Fagan, as with Paisley before him, was reluctant to take on the role. In some ways, it was something of a poisoned chalice; the team Paisley had left him was so good that he couldn’t fail, but if he did anything other than win then it would be seen as an unmitigated disaster. Aged 62 at the time of the appointment, it was clear that he was going to be a short-team solution to the management problem as Liverpool waited for the likes of Phil Neal or Kenny Dalglish to become old enough to take on the manager’s role themselves. He was officially appointed to the role on the 1st of July 1983.

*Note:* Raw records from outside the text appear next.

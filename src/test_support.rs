use axum::Router;
use tokio::net::TcpListener;

use crate::config::AppConfig;

/// Serves `app` on an ephemeral local port and returns its base URL.
pub async fn spawn_service(app: Router) -> String {
    let listener = TcpListener::bind("127.0.0.1:0").await.unwrap();
    let addr = listener.local_addr().unwrap();
    tokio::spawn(async move {
        axum::serve(listener, app).await.unwrap();
    });
    format!("http://{}", addr)
}

pub fn config_for(base_url: &str, key: &str) -> AppConfig {
    let base_url = base_url.to_string();
    let key = key.to_string();
    AppConfig::from_lookup(move |k| match k {
        "SERVICE_URL" => Some(base_url.clone()),
        "SERVICE_KEY" => Some(key.clone()),
        "STATEMENT_TIMEOUT_MS" | "PROBE_TIMEOUT_MS" => Some("2000".to_string()),
        _ => None,
    })
    .unwrap()
}
//! Remote execution of single statements through the service's exec-SQL RPC.

use std::time::{Duration, Instant};

use reqwest::{Client, StatusCode};
use serde::Deserialize;
use serde_json::{Map, Value};
use thiserror::Error;
use tracing::debug;

use crate::{config::AppConfig, timeouts::InterfaceClass};

#[derive(Debug, Error)]
pub enum ExecError {
    #[error("HTTP {status}: {message}")]
    Service { status: u16, message: String },
    #[error("request failed: {0}")]
    Transport(#[from] reqwest::Error),
}

/// Runs one SQL statement somewhere and reports what happened.
///
/// Implementations must not retry; the caller decides what a failure means.
#[allow(async_fn_in_trait)]
pub trait StatementExecutor {
    async fn execute(&self, sql: &str) -> Result<Value, ExecError>;
}

/// Calls `POST {url}/rest/v1/rpc/{function}` with `{ "<param>": sql }`.
#[derive(Clone)]
pub struct RpcExecutor {
    client: Client,
    url: String,
    param: String,
    budget: Option<Duration>,
}

impl RpcExecutor {
    pub fn new(client: Client, cfg: &AppConfig) -> Self {
        Self {
            client,
            url: cfg.rpc_url(),
            param: cfg.rpc_param.clone(),
            budget: InterfaceClass::Statement.request_budget(&cfg.client),
        }
    }

    pub fn url(&self) -> &str {
        &self.url
    }

    fn body(&self, sql: &str) -> Value {
        let mut body = Map::new();
        body.insert(self.param.clone(), Value::String(sql.to_string()));
        Value::Object(body)
    }
}

impl StatementExecutor for RpcExecutor {
    async fn execute(&self, sql: &str) -> Result<Value, ExecError> {
        let mut rb = self
            .client
            .post(&self.url)
            .header("Prefer", "return=minimal")
            .json(&self.body(sql));
        if let Some(budget) = self.budget {
            rb = rb.timeout(budget);
        }

        let started = Instant::now();
        let resp = rb.send().await?;
        let status = resp.status();
        let text = resp.text().await?;
        debug!(
            event = "rpc_response",
            status = status.as_u16(),
            sql_len = sql.len(),
            elapsed_ms = started.elapsed().as_millis() as u64,
        );

        if matches!(
            status,
            StatusCode::OK | StatusCode::CREATED | StatusCode::NO_CONTENT
        ) {
            return Ok(parse_payload(&text));
        }

        Err(ExecError::Service {
            status: status.as_u16(),
            message: error_message(status, &text),
        })
    }
}

fn parse_payload(text: &str) -> Value {
    if text.trim().is_empty() {
        return Value::Null;
    }
    serde_json::from_str(text).unwrap_or_else(|_| Value::String(text.to_string()))
}

/// PostgREST error body; `code`, `details` and `hint` are ignored.
#[derive(Debug, Deserialize)]
struct ServiceErrorBody {
    message: Option<String>,
}

/// Prefers the `message` of a JSON error body, otherwise passes the body
/// through as text.
fn error_message(status: StatusCode, body: &str) -> String {
    if let Ok(ServiceErrorBody {
        message: Some(message),
    }) = serde_json::from_str::<ServiceErrorBody>(body)
    {
        return message;
    }
    let body = body.trim();
    if !body.is_empty() {
        return body.to_string();
    }
    status
        .canonical_reason()
        .unwrap_or("unknown error")
        .to_string()
}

Though something of a laconic figure, it would be untrue to suggest that Fagan was a soft-touch. On Boxing Day of 1981, Liverpool lost 3-1 at home to Manchester City, leaving them 12th in the league. Fagan, as assistant manager, sat the players down and went through the team one by one, telling everyone where they needed to improve. He said, “We’ve had more meetings in the last month at this club than I’ve had in 17 years…You’re all playing like individuals, start playing as a team. I’m not having another meeting from now ’till the end of the season”. Liverpool went on to win the league.

Such was the ability of the Liverpool team that he inherited that his biggest concern was complacency. The side had won the league the previous season in spite of the fact that it had lost five of its final seven games, drawing the other two. The good news was that the players liked him and accepted his rise to the number one spot, with Souness in particular a fan of his and drumming into the other players that they needed to win for him. They did just that, defending the First Division title as well as making it to the European Cup final to face Roma at the Olympic Stadium in Rome.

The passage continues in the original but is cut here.